-- Raw data --
//! Transport wire events exchanged between endpoints and the hub.
//!
//! Every frame is a JSON object `{"event": <name>, "data": <payload>}`.

use serde::{Deserialize, Serialize};
use serde_json::Value;

use super::types::{Message, MessageType, Priority};

/// Events an endpoint emits towards the hub.
#[derive(Debug, Clone, Serialize, Deserialize, PartialEq)]
#[serde(tag = "event", content = "data", rename_all = "snake_case")]
pub enum ClientEvent {
    Register(RegisterPayload),
    Send(SendPayload),
    Heartbeat,
}

#[derive(Debug, Clone, Serialize, Deserialize, PartialEq)]
#[serde(rename_all = "camelCase")]
pub struct RegisterPayload {
    pub agent_id: String,
    #[serde(default)]
    pub agent_name: Option<String>,
}

/// Outbound message from a registered endpoint; the sender is the registered identity.
#[derive(Debug, Clone, Serialize, Deserialize, PartialEq)]
#[serde(rename_all = "camelCase")]
pub struct SendPayload {
    pub to: String,
    #[serde(default)]
    pub content: Value,
    #[serde(default, rename = "type", skip_serializing_if = "Option::is_none")]
    pub message_type: Option<MessageType>,
    #[serde(default, skip_serializing_if = "Option::is_none")]
    pub subject: Option<String>,
    #[serde(default, skip_serializing_if = "Option::is_none")]
    pub priority: Option<Priority>,
}

/// Events the hub pushes to endpoints.
#[derive(Debug, Clone, Serialize, Deserialize, PartialEq)]
#[serde(tag = "event", content = "data", rename_all = "snake_case")]
pub enum ServerEvent {
    Registered(RegisteredPayload),
    Message(Message),
    Sent(SentPayload),
    AgentStatus(AgentStatusPayload),
    Error(ErrorPayload),
}

impl ServerEvent {
    pub fn error(message: impl Into<String>) -> Self {
        ServerEvent::Error(ErrorPayload {
            message: message.into(),
        })
    }

    pub fn event_type(&self) -> &'static str {
        match self {
            ServerEvent::Registered(_) => "registered",
            ServerEvent::Message(_) => "message",
            ServerEvent::Sent(_) => "sent",
            ServerEvent::AgentStatus(_) => "agent_status",
            ServerEvent::Error(_) => "error",
        }
    }
}

/// Online peer as listed in the `registered` roster.
#[derive(Debug, Clone, Serialize, Deserialize, PartialEq, Eq)]
pub struct AgentSummary {
    pub id: String,
    pub name: String,
}

#[derive(Debug, Clone, Serialize, Deserialize, PartialEq)]
#[serde(rename_all = "camelCase")]
pub struct RegisteredPayload {
    pub agent_id: String,
    /// Messages flushed from the offline queue on this registration.
    pub queued_messages: usize,
    pub connected_agents: Vec<AgentSummary>,
}

#[derive(Debug, Clone, Serialize, Deserialize, PartialEq)]
#[serde(rename_all = "camelCase")]
pub struct SentPayload {
    pub message_id: String,
    pub delivered: bool,
    #[serde(default)]
    pub queued: bool,
}

#[derive(Debug, Clone, Serialize, Deserialize, PartialEq)]
#[serde(rename_all = "camelCase")]
pub struct AgentStatusPayload {
    pub agent_id: String,
    pub name: String,
    pub online: bool,
}

#[derive(Debug, Clone, Serialize, Deserialize, PartialEq)]
pub struct ErrorPayload {
    pub message: String,
}
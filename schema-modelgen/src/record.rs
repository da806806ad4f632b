/// Generated record types and the generic record container they construct.
///
/// A `RecordType` is a descriptor table; `construct` walks that table,
/// dispatching on each field's semantic type, and gathers every violation
/// before reporting, so one failed construction lists all problems.
use std::collections::BTreeMap;
use std::fmt;

use serde::{Serialize, Serializer};
use serde_json::{Map, Value};
use tracing::debug;

use crate::ast::{FieldDescriptor, FieldType, ItemType};
use crate::constraints::Constraints;
use crate::error::{Rule, ValidationFailure, Violation};
use crate::options::FormatPredicate;
use crate::value::{
    object_to_json, parse_date, parse_datetime, parse_time, pointer_segment, FieldValue, ValueSet,
};

/// What happens to input keys no field declares.
#[derive(Debug, Clone, Copy, PartialEq, Eq, Serialize)]
#[serde(rename_all = "snake_case")]
pub enum ExtraPolicy {
    /// Retained on the record and readable through `Record::get`.
    Allow,
    /// Silently dropped.
    Ignore,
}

/// A caller predicate bound to one field through its `format`.
#[derive(Clone)]
pub struct CustomValidator {
    format: String,
    predicate: FormatPredicate,
}

impl CustomValidator {
    pub fn new(format: impl Into<String>, predicate: FormatPredicate) -> Self {
        Self {
            format: format.into(),
            predicate,
        }
    }

    pub fn format(&self) -> &str {
        &self.format
    }

    pub fn accepts(&self, value: &FieldValue) -> bool {
        (self.predicate)(value)
    }
}

impl fmt::Debug for CustomValidator {
    fn fmt(&self, f: &mut fmt::Formatter<'_>) -> fmt::Result {
        f.debug_struct("CustomValidator")
            .field("format", &self.format)
            .finish_non_exhaustive()
    }
}

impl Serialize for CustomValidator {
    fn serialize<S: Serializer>(&self, s: S) -> Result<S::Ok, S::Error> {
        s.serialize_str(&self.format)
    }
}

/// A generated record type.
#[derive(Debug, Serialize)]
pub struct RecordType {
    name: String,
    fields: Vec<FieldDescriptor>,
    extra: ExtraPolicy,
    #[serde(skip_serializing_if = "BTreeMap::is_empty")]
    validators: BTreeMap<String, CustomValidator>,
}

impl RecordType {
    pub fn new(
        name: impl Into<String>,
        fields: Vec<FieldDescriptor>,
        extra: ExtraPolicy,
        validators: BTreeMap<String, CustomValidator>,
    ) -> Self {
        Self {
            name: name.into(),
            fields,
            extra,
            validators,
        }
    }

    pub fn name(&self) -> &str {
        &self.name
    }

    /// Field descriptors in declaration order.
    pub fn fields(&self) -> &[FieldDescriptor] {
        &self.fields
    }

    pub fn field(&self, name: &str) -> Option<&FieldDescriptor> {
        self.fields.iter().find(|f| f.name == name)
    }

    pub fn extra_policy(&self) -> ExtraPolicy {
        self.extra
    }

    pub fn has_validator(&self, field: &str) -> bool {
        self.validators.contains_key(field)
    }

    pub fn validator(&self, field: &str) -> Option<&CustomValidator> {
        self.validators.get(field)
    }

    /// JSON description of the type for external tooling.
    pub fn describe(&self) -> Value {
        serde_json::to_value(self).unwrap_or(Value::Null)
    }

    /// Construct an instance from a JSON object.
    pub fn construct(&self, input: &Value) -> Result<Record, ValidationFailure> {
        let mut violations = Vec::new();
        let record = self.construct_at(input, "", &mut violations);
        self.finish(record, violations)
    }

    /// Construct an instance from an already split-out field map.
    pub fn construct_map(&self, input: &Map<String, Value>) -> Result<Record, ValidationFailure> {
        let mut violations = Vec::new();
        let record = self.construct_object(input, "", &mut violations);
        self.finish(Some(record), violations)
    }

    fn finish(
        &self,
        record: Option<Record>,
        violations: Vec<Violation>,
    ) -> Result<Record, ValidationFailure> {
        match record {
            Some(record) if violations.is_empty() => Ok(record),
            _ => {
                debug!(model = %self.name, violations = violations.len(), "construction failed");
                Err(ValidationFailure {
                    model: self.name.clone(),
                    violations,
                })
            }
        }
    }

    fn construct_at(&self, input: &Value, path: &str, out: &mut Vec<Violation>) -> Option<Record> {
        match input.as_object() {
            Some(obj) => {
                let before = out.len();
                let record = self.construct_object(obj, path, out);
                (out.len() == before).then_some(record)
            }
            None => {
                out.push(type_violation(path, input, &self.name));
                None
            }
        }
    }

    fn construct_object(
        &self,
        input: &Map<String, Value>,
        path: &str,
        out: &mut Vec<Violation>,
    ) -> Record {
        let mut values = Vec::with_capacity(self.fields.len());

        for field in &self.fields {
            let field_path = format!("{path}/{}", pointer_segment(&field.name));
            let value = match input.get(&field.name) {
                Some(raw) => check_value(&field.ty, &field.constraints, raw, &field_path, out)
                    .and_then(|value| self.run_validator(field, value, raw, &field_path, out)),
                None => match field.default_value() {
                    Some(default) => Some(FieldValue::from_json(default)),
                    None => {
                        out.push(Violation {
                            instance_path: field_path,
                            rule: Rule::Missing,
                            value: Value::Null,
                            message: format!("field '{}' is required", field.name),
                        });
                        None
                    }
                },
            };
            if let Some(value) = value {
                values.push((field.name.clone(), value));
            }
        }

        let mut extra = Map::new();
        if self.extra == ExtraPolicy::Allow {
            for (key, value) in input {
                if self.field(key).is_none() {
                    extra.insert(key.clone(), value.clone());
                }
            }
        }

        Record {
            type_name: self.name.clone(),
            values,
            extra,
        }
    }

    fn run_validator(
        &self,
        field: &FieldDescriptor,
        value: FieldValue,
        raw: &Value,
        path: &str,
        out: &mut Vec<Violation>,
    ) -> Option<FieldValue> {
        match self.validators.get(&field.name) {
            Some(v) if !v.accepts(&value) => {
                out.push(Violation {
                    instance_path: path.to_string(),
                    rule: Rule::Format,
                    value: raw.clone(),
                    message: format!(
                        "invalid value for format '{}' in field '{}': {}",
                        v.format, field.name, value
                    ),
                });
                None
            }
            _ => Some(value),
        }
    }
}

/// Validate one raw value against a type and its constraints.
fn check_value(
    ty: &FieldType,
    constraints: &Constraints,
    raw: &Value,
    path: &str,
    out: &mut Vec<Violation>,
) -> Option<FieldValue> {
    let value = match ty {
        FieldType::Any => Some(FieldValue::Json(raw.clone())),
        FieldType::Null => raw.is_null().then_some(FieldValue::Null),
        FieldType::Boolean => raw.as_bool().map(FieldValue::Bool),
        FieldType::Integer => as_integer(raw).map(FieldValue::Integer),
        FieldType::Float => raw.as_f64().map(FieldValue::Float),
        FieldType::String => raw.as_str().map(FieldValue::from),
        FieldType::Date => parse_str(raw, parse_date).map(FieldValue::Date),
        FieldType::DateTime => parse_str(raw, parse_datetime).map(FieldValue::DateTime),
        FieldType::Time => parse_str(raw, parse_time).map(FieldValue::Time),
        FieldType::Uuid => parse_str(raw, uuid::Uuid::parse_str).map(FieldValue::Uuid),
        FieldType::Enum(e) => match e.lookup(raw) {
            Some(v) => Some(v.clone()),
            None => {
                let allowed: Vec<String> = e.members().iter().map(|m| m.raw.to_string()).collect();
                out.push(Violation {
                    instance_path: path.to_string(),
                    rule: Rule::Enum,
                    value: raw.clone(),
                    message: format!("input should be one of {}", allowed.join(", ")),
                });
                return None;
            }
        },
        FieldType::Record(rt) => return rt.construct_at(raw, path, out).map(FieldValue::Record),
        FieldType::List(item) => {
            return check_sequence(item, constraints, raw, path, out).map(FieldValue::List)
        }
        FieldType::Set(item) => {
            let items = check_sequence(item, &Constraints::default(), raw, path, out)?;
            let set: ValueSet = items.into_iter().collect();
            return check_length(constraints, set.len(), raw, path, "items", out)
                .then_some(FieldValue::Set(set));
        }
    };

    let Some(value) = value else {
        out.push(type_violation(path, raw, &ty.display_name()));
        return None;
    };

    let ok = match &value {
        FieldValue::Integer(_) | FieldValue::Float(_) => {
            check_bounds(constraints, value.as_f64().unwrap_or(f64::NAN), raw, path, out)
        }
        FieldValue::String(s) => check_string(constraints, s, raw, path, out),
        _ => true,
    };
    ok.then_some(value)
}

fn check_sequence(
    item: &ItemType,
    constraints: &Constraints,
    raw: &Value,
    path: &str,
    out: &mut Vec<Violation>,
) -> Option<Vec<FieldValue>> {
    let Some(elements) = raw.as_array() else {
        out.push(type_violation(path, raw, "array"));
        return None;
    };

    let length_ok = check_length(constraints, elements.len(), raw, path, "items", out);

    let mut values = Vec::with_capacity(elements.len());
    let mut all_ok = true;
    for (i, element) in elements.iter().enumerate() {
        match check_value(&item.ty, &item.constraints, element, &format!("{path}/{i}"), out) {
            Some(v) => values.push(v),
            None => all_ok = false,
        }
    }

    (length_ok && all_ok).then_some(values)
}

fn check_bounds(c: &Constraints, n: f64, raw: &Value, path: &str, out: &mut Vec<Violation>) -> bool {
    let checks = [
        (c.gt, Rule::Gt, "greater than", n > c.gt.unwrap_or(f64::NAN)),
        (c.ge, Rule::Ge, "greater than or equal to", n >= c.ge.unwrap_or(f64::NAN)),
        (c.lt, Rule::Lt, "less than", n < c.lt.unwrap_or(f64::NAN)),
        (c.le, Rule::Le, "less than or equal to", n <= c.le.unwrap_or(f64::NAN)),
    ];
    let mut ok = true;
    for (bound, rule, phrase, passed) in checks {
        if let Some(bound) = bound {
            if !passed {
                out.push(Violation {
                    instance_path: path.to_string(),
                    rule,
                    value: raw.clone(),
                    message: format!("input should be {phrase} {bound}"),
                });
                ok = false;
            }
        }
    }
    ok
}

fn check_string(c: &Constraints, s: &str, raw: &Value, path: &str, out: &mut Vec<Violation>) -> bool {
    let mut ok = check_length(c, s.chars().count(), raw, path, "characters", out);
    if let Some(re) = &c.pattern {
        if !re.is_match(s) {
            out.push(Violation {
                instance_path: path.to_string(),
                rule: Rule::Pattern,
                value: raw.clone(),
                message: format!("string should match pattern '{}'", re.as_str()),
            });
            ok = false;
        }
    }
    ok
}

fn check_length(
    c: &Constraints,
    len: usize,
    raw: &Value,
    path: &str,
    unit: &str,
    out: &mut Vec<Violation>,
) -> bool {
    let mut ok = true;
    if let Some(min) = c.min_length.filter(|min| len < *min) {
        out.push(Violation {
            instance_path: path.to_string(),
            rule: Rule::MinLength,
            value: raw.clone(),
            message: format!("should have at least {min} {unit}, found {len}"),
        });
        ok = false;
    }
    if let Some(max) = c.max_length.filter(|max| len > *max) {
        out.push(Violation {
            instance_path: path.to_string(),
            rule: Rule::MaxLength,
            value: raw.clone(),
            message: format!("should have at most {max} {unit}, found {len}"),
        });
        ok = false;
    }
    ok
}

/// Integers, including floats with no fractional part.
/// Values outside the `i64` range are rejected rather than saturated.
fn as_integer(raw: &Value) -> Option<i64> {
    if let Some(n) = raw.as_i64() {
        return Some(n);
    }
    if raw.is_u64() {
        return None;
    }
    // 2^63 is exact in f64; `i64::MAX as f64` rounds up to it.
    const UPPER: f64 = 9_223_372_036_854_775_808.0;
    raw.as_f64()
        .filter(|f| f.fract() == 0.0 && *f >= i64::MIN as f64 && *f < UPPER)
        .map(|f| f as i64)
}

fn parse_str<T, E>(raw: &Value, parse: impl Fn(&str) -> Result<T, E>) -> Option<T> {
    raw.as_str().and_then(|s| parse(s).ok())
}

fn type_violation(path: &str, raw: &Value, expected: &str) -> Violation {
    Violation {
        instance_path: path.to_string(),
        rule: Rule::Type,
        value: raw.clone(),
        message: format!("input should be a valid {expected}"),
    }
}

/// A constructed, validated instance of a `RecordType`.
#[derive(Debug, Clone, PartialEq)]
pub struct Record {
    type_name: String,
    values: Vec<(String, FieldValue)>,
    extra: Map<String, Value>,
}

impl Record {
    pub fn type_name(&self) -> &str {
        &self.type_name
    }

    /// Declared field by name, falling back to retained extra fields.
    pub fn get(&self, name: &str) -> Option<FieldValue> {
        self.field(name)
            .cloned()
            .or_else(|| self.extra.get(name).map(|v| FieldValue::Json(v.clone())))
    }

    /// Declared field by name.
    pub fn field(&self, name: &str) -> Option<&FieldValue> {
        self.values
            .iter()
            .find(|(n, _)| n == name)
            .map(|(_, v)| v)
    }

    /// Declared fields in declaration order.
    pub fn fields(&self) -> impl Iterator<Item = (&str, &FieldValue)> {
        self.values.iter().map(|(n, v)| (n.as_str(), v))
    }

    pub fn extra(&self) -> &Map<String, Value> {
        &self.extra
    }

    pub fn to_json(&self) -> Value {
        object_to_json(&self.values, &self.extra)
    }
}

-- Exercise details --
Go through the material line by line and state how many lines hold "false", with no other words.

-- Solved exercise --
5